Fairy Tale of the Month: August 2012 The Frog King, or Iron Heinrich – Part One

  Warwick Goble

A Kiss

I had been lounging in my study long enough for my evening cup of Lapsang Souchong to grow cold, when my granddaughter, Thalia, wandered in, the edges of her flannel nightgown dragging on the floor, and her battered copy of Favorite Grimm Tales in her hand.

“Read?” she said, with a hint of demand in her voice. I happily obliged. As she settled contentedly in my lap, I opened her book to the first story, “The Frog King, or Iron Heinrich.” After the first few sentences I remembered the story, although I recalled the title as “The Princess and the Frog.”

The story unfolded again, just as it did for me so many years ago. The princess cries by the well into which her golden ball has fallen. Up rises the frog to bargain with the helpless girl. For promises of kindness he dives down into the depths of the well to recover the ball. Thoughtlessly, the princess runs back to the castle, leaving the frog to his well.

I felt, again her agony and embarrassment when the frog intruded upon the castle, demanding entry. Her father, the king, with moral authority, made her fulfill her promises. The frog wheedled his way into eating off of her plate, drinking from her cup, and then to sleeping in her bedroom.

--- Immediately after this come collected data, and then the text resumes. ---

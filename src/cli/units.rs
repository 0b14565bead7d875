use super::ui;
use crate::core::UnitCategory;
use crate::core::units::UnitRegistry;
use comfy_table::{Cell, Table};

/// Table of categories and the units offered for each.
pub fn categories_table(categories: &[UnitCategory]) -> Table {
    let mut table = ui::new_styled_table();
    table.set_header(vec![ui::header_cell("Category"), ui::header_cell("Units")]);
    for category in categories {
        table.add_row(vec![
            Cell::new(category.to_string()),
            Cell::new(category.units().join(", ")),
        ]);
    }
    table
}

/// Table of one category's units with the dimension each one measures.
pub fn category_detail_table(category: UnitCategory) -> Table {
    let registry = UnitRegistry::new();
    let mut table = ui::new_styled_table();
    table.set_header(vec![ui::header_cell("Unit"), ui::header_cell("Dimension")]);
    for unit in category.units() {
        let dimension = match category {
            UnitCategory::Currency => "currency".to_string(),
            _ => registry
                .parse(unit)
                .map(|u| u.dimension().to_string())
                .unwrap_or_else(|e| e.to_string()),
        };
        table.add_row(vec![Cell::new(unit), Cell::new(dimension)]);
    }
    table
}

pub fn run(category: Option<UnitCategory>) {
    match category {
        Some(category) => {
            println!("{}\n", ui::style_text(&category.to_string(), ui::StyleType::Title));
            println!("{}", category_detail_table(category));
        }
        None => println!("{}", categories_table(&UnitCategory::ALL)),
    }
    println!(
        "\n{}",
        ui::style_text(
            "Tip: any unit the registry knows works, e.g. `uconv convert 1 km/h m/s`",
            ui::StyleType::Subtle
        )
    );
}
use anyhow::{Result, anyhow};
use async_trait::async_trait;
use serde::Deserialize;
use std::sync::Arc;
use tracing::{debug, instrument};

use crate::core::cache::Cache;
use crate::core::currency::CurrencyRateProvider;
use crate::providers::util::with_retry;

const RETRIES: usize = 2;
const RETRY_DELAY_MS: u64 = 250;

/// Prices currency pairs from the Yahoo Finance chart API.
pub struct YahooCurrencyProvider {
    base_url: String,
    client: reqwest::Client,
    cache: Arc<Cache<String, f64>>,
}

impl YahooCurrencyProvider {
    pub fn new(base_url: &str, cache: Arc<Cache<String, f64>>) -> Result<Self> {
        let client = reqwest::Client::builder()
            .user_agent(concat!("uconv/", env!("CARGO_PKG_VERSION")))
            .build()?;
        Ok(YahooCurrencyProvider {
            base_url: base_url.trim_end_matches('/').to_string(),
            client,
            cache,
        })
    }
}

#[derive(Debug, Deserialize)]
struct YahooCurrencyResponse {
    chart: CurrencyChartResult,
}

#[derive(Debug, Deserialize)]
struct CurrencyChartResult {
    result: Vec<CurrencyChartItem>,
}

#[derive(Debug, Deserialize)]
struct CurrencyChartItem {
    meta: CurrencyChartMeta,
}

#[derive(Debug, Deserialize)]
struct CurrencyChartMeta {
    #[serde(alias = "regularMarketPrice")]
    regular_market_price: f64,
}

#[async_trait]
impl CurrencyRateProvider for YahooCurrencyProvider {
    #[instrument(name = "YahooRateFetch", skip(self))]
    async fn get_rate(&self, from: &str, to: &str) -> Result<f64> {
        let symbol = format!("{from}{to}=X");
        if let Some(cached) = self.cache.get(&symbol).await {
            return Ok(cached);
        }

        let url = format!("{}/v8/finance/chart/{}", self.base_url, symbol);
        debug!("Requesting currency rate from {}", url);

        let response = with_retry(|| self.client.get(&url).send(), RETRIES, RETRY_DELAY_MS)
            .await
            .map_err(|e| anyhow!("Request error: {} for currency pair: {}", e, symbol))?;

        if !response.status().is_success() {
            return Err(anyhow!(
                "HTTP error: {} for currency pair: {}",
                response.status(),
                symbol
            ));
        }

        let text = response.text().await?;
        let data: YahooCurrencyResponse = serde_json::from_str(&text)
            .map_err(|e| anyhow!("Failed to parse JSON response for {}: {}", symbol, e))?;

        let item = data
            .chart
            .result
            .into_iter()
            .next()
            .ok_or_else(|| anyhow!("No rate data found for currency pair: {}", symbol))?;

        let rate = item.meta.regular_market_price;
        if !rate.is_finite() || rate <= 0.0 {
            return Err(anyhow!("Invalid rate {} for currency pair: {}", rate, symbol));
        }

        self.cache.put(symbol, rate).await;
        Ok(rate)
    }
}

#[cfg(test)]
mod tests {
    use super::*;
    use wiremock::matchers::{method, path};
    use wiremock::{Mock, MockServer, ResponseTemplate};

    const RATE_RESPONSE: &str = r#"{
        "chart": {
            "result": [
                {
                    "meta": {
                        "regularMarketPrice": 1.2345
                    }
                }
            ]
        }
    }"#;

    async fn mount(server: &MockServer, endpoint: &str, response: ResponseTemplate) {
        Mock::given(method("GET"))
            .and(path(endpoint))
            .respond_with(response)
            .mount(server)
            .await;
    }

    fn provider(server: &MockServer) -> YahooCurrencyProvider {
        YahooCurrencyProvider::new(&server.uri(), Arc::new(Cache::new()))
            .expect("Failed to build provider")
    }

    #[tokio::test]
    async fn test_successful_rate_fetch() {
        let mock_server = MockServer::start().await;
        mount(
            &mock_server,
            "/v8/finance/chart/USDEUR=X",
            ResponseTemplate::new(200).set_body_string(RATE_RESPONSE),
        )
        .await;

        let rate = provider(&mock_server)
            .get_rate("USD", "EUR")
            .await
            .expect("Failed to get rate");
        assert_eq!(rate, 1.2345);
    }

    #[tokio::test]
    async fn test_rate_is_cached() {
        let mock_server = MockServer::start().await;
        Mock::given(method("GET"))
            .and(path("/v8/finance/chart/GBPINR=X"))
            .respond_with(ResponseTemplate::new(200).set_body_string(RATE_RESPONSE))
            .expect(1)
            .mount(&mock_server)
            .await;

        let provider = provider(&mock_server);
        assert_eq!(provider.get_rate("GBP", "INR").await.unwrap(), 1.2345);
        assert_eq!(provider.get_rate("GBP", "INR").await.unwrap(), 1.2345);
    }

    #[tokio::test]
    async fn test_no_currency_rate_found() {
        let mock_server = MockServer::start().await;
        mount(
            &mock_server,
            "/v8/finance/chart/USDEUR=X",
            ResponseTemplate::new(200).set_body_string(r#"{"chart": {"result": []}}"#),
        )
        .await;

        let result = provider(&mock_server).get_rate("USD", "EUR").await;
        assert_eq!(
            result.unwrap_err().to_string(),
            "No rate data found for currency pair: USDEUR=X"
        );
    }

    #[tokio::test]
    async fn test_yahoo_currency_api_error_response() {
        let mock_server = MockServer::start().await;
        mount(
            &mock_server,
            "/v8/finance/chart/USDEUR=X",
            ResponseTemplate::new(500),
        )
        .await;

        let result = provider(&mock_server).get_rate("USD", "EUR").await;
        assert_eq!(
            result.unwrap_err().to_string(),
            "HTTP error: 500 Internal Server Error for currency pair: USDEUR=X"
        );
    }

    #[tokio::test]
    async fn test_yahoo_currency_api_malformed_response() {
        let mock_server = MockServer::start().await;
        mount(
            &mock_server,
            "/v8/finance/chart/USDEUR=X",
            ResponseTemplate::new(200).set_body_string(r#"{"chart": {"results": []}}"#),
        )
        .await;

        let result = provider(&mock_server).get_rate("USD", "EUR").await;
        assert!(
            result
                .unwrap_err()
                .to_string()
                .contains("Failed to parse JSON response for USDEUR=X")
        );
    }

    #[tokio::test]
    async fn test_non_positive_rate_is_rejected() {
        let mock_server = MockServer::start().await;
        mount(
            &mock_server,
            "/v8/finance/chart/USDPKR=X",
            ResponseTemplate::new(200).set_body_string(
                r#"{"chart": {"result": [{"meta": {"regularMarketPrice": 0.0}}]}}"#,
            ),
        )
        .await;

        let result = provider(&mock_server).get_rate("USD", "PKR").await;
        assert!(result.unwrap_err().to_string().starts_with("Invalid rate"));
    }
}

“She picked up the frog with two fingers,” I read to Thalia, “carried him to her room, and climbed into bed, but instead of laying him next to her, she threw him bang! against the wall. ‘Now you will leave me in peace, you ugly frog!’ ”

What! Where’s the kiss? I turned quickly to the title page. The words “Fractured Fairy Tales” did not appear anywhere. Surely this was a jest.

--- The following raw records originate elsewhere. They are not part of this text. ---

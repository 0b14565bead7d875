//! Currency exchange-rate tables
//!
//! Conversions look rates up through [`RateProvider`], so the hand-authored
//! table can be replaced by configured overrides or a fetched snapshot
//! without touching the converter.

use crate::core::currency::CurrencyRateProvider;
use chrono::{DateTime, Utc};
use futures::future::join_all;
use serde::{Deserialize, Serialize};
use std::collections::BTreeMap;
use tracing::{debug, instrument, warn};

/// Source of multiplicative exchange rates.
pub trait RateProvider: Send + Sync {
    /// Rate to multiply an amount in `from` by to express it in `to`.
    fn rate(&self, from: &str, to: &str) -> Option<f64>;

    /// Currency codes this provider can convert from.
    fn currencies(&self) -> Vec<String>;
}

pub type RateMap = BTreeMap<String, BTreeMap<String, f64>>;

/// Approximate rates shipped with the binary.
const BUILTIN_RATES: &[(&str, &[(&str, f64)])] = &[
    (
        "USD",
        &[("PKR", 278.0), ("EUR", 0.91), ("GBP", 0.78), ("INR", 83.5)],
    ),
    (
        "PKR",
        &[("USD", 0.0036), ("EUR", 0.0033), ("GBP", 0.0028), ("INR", 0.30)],
    ),
    (
        "EUR",
        &[("USD", 1.10), ("PKR", 303.0), ("GBP", 0.86), ("INR", 91.5)],
    ),
    (
        "GBP",
        &[("USD", 1.28), ("PKR", 352.0), ("EUR", 1.16), ("INR", 106.7)],
    ),
    (
        "INR",
        &[("USD", 0.012), ("PKR", 3.35), ("EUR", 0.011), ("GBP", 0.0094)],
    ),
];

/// Read-only table of rates keyed by source then target currency.
#[derive(Debug, Clone, Default, PartialEq, Serialize, Deserialize)]
pub struct RateTable {
    rates: RateMap,
    #[serde(default, skip_serializing_if = "Option::is_none")]
    fetched_at: Option<DateTime<Utc>>,
}

impl RateTable {
    pub fn new(rates: RateMap) -> Self {
        RateTable {
            rates,
            fetched_at: None,
        }
    }

    pub fn builtin() -> Self {
        let rates = BUILTIN_RATES
            .iter()
            .map(|(from, targets)| {
                let targets = targets
                    .iter()
                    .map(|(to, rate)| (to.to_string(), *rate))
                    .collect();
                (from.to_string(), targets)
            })
            .collect();
        RateTable::new(rates)
    }

    /// Returns a copy of this table with `overrides` merged over it.
    pub fn with_overrides(mut self, overrides: &RateMap) -> Self {
        for (from, targets) in overrides {
            let entry = self.rates.entry(from.clone()).or_default();
            for (to, rate) in targets {
                entry.insert(to.clone(), *rate);
            }
        }
        self
    }

    pub fn rates(&self) -> &RateMap {
        &self.rates
    }

    pub fn fetched_at(&self) -> Option<DateTime<Utc>> {
        self.fetched_at
    }

    pub fn is_empty(&self) -> bool {
        self.rates.values().all(BTreeMap::is_empty)
    }

    /// Builds a snapshot for every ordered pair of `currencies` from `source`.
    ///
    /// Pairs the source cannot price are left out; `on_pair` is called once
    /// per finished request so callers can drive a progress bar.
    #[instrument(name = "RateSnapshot", skip(source, on_pair))]
    pub async fn fetch(
        source: &(dyn CurrencyRateProvider + Send + Sync),
        currencies: &[String],
        on_pair: &(dyn Fn() + Send + Sync),
    ) -> Self {
        let pairs: Vec<(&String, &String)> = currencies
            .iter()
            .flat_map(|from| currencies.iter().map(move |to| (from, to)))
            .filter(|(from, to)| from != to)
            .collect();

        let futures = pairs.into_iter().map(|(from, to)| async move {
            let result = source.get_rate(from, to).await;
            on_pair();
            (from, to, result)
        });

        let mut rates = RateMap::new();
        for (from, to, result) in join_all(futures).await {
            match result {
                Ok(rate) => {
                    debug!(%from, %to, rate, "Fetched rate");
                    rates.entry(from.clone()).or_default().insert(to.clone(), rate);
                }
                Err(e) => warn!(%from, %to, error = %e, "Skipping currency pair"),
            }
        }

        RateTable {
            rates,
            fetched_at: Some(Utc::now()),
        }
    }
}

impl RateProvider for RateTable {
    fn rate(&self, from: &str, to: &str) -> Option<f64> {
        self.rates.get(from)?.get(to).copied()
    }

    fn currencies(&self) -> Vec<String> {
        self.rates.keys().cloned().collect()
    }
}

“Read!” This time Thalia was clearly demanding. I finished the story with an overwhelming sense of dissatisfaction (And where did this Heinrich guy—faithful servant to the frog, who wore iron bands around his heart—come from?)

Unperturbed by this miscarriage of justice, Thalia gave me a kiss goodnight and swished her flannel way out of my study. I grabbed my Jack Zipes’ translation of the tales and turned to its first story. There to my disappointment stood the wall and no kiss.

After an evening of research (I didn’t get to bed until 3:00 a.m.—thanks Thalia), I uncovered the following facts.

The kiss appears in none of the older variants. When it first appears is not clear, but Maria Tatar implies that it is of American origin.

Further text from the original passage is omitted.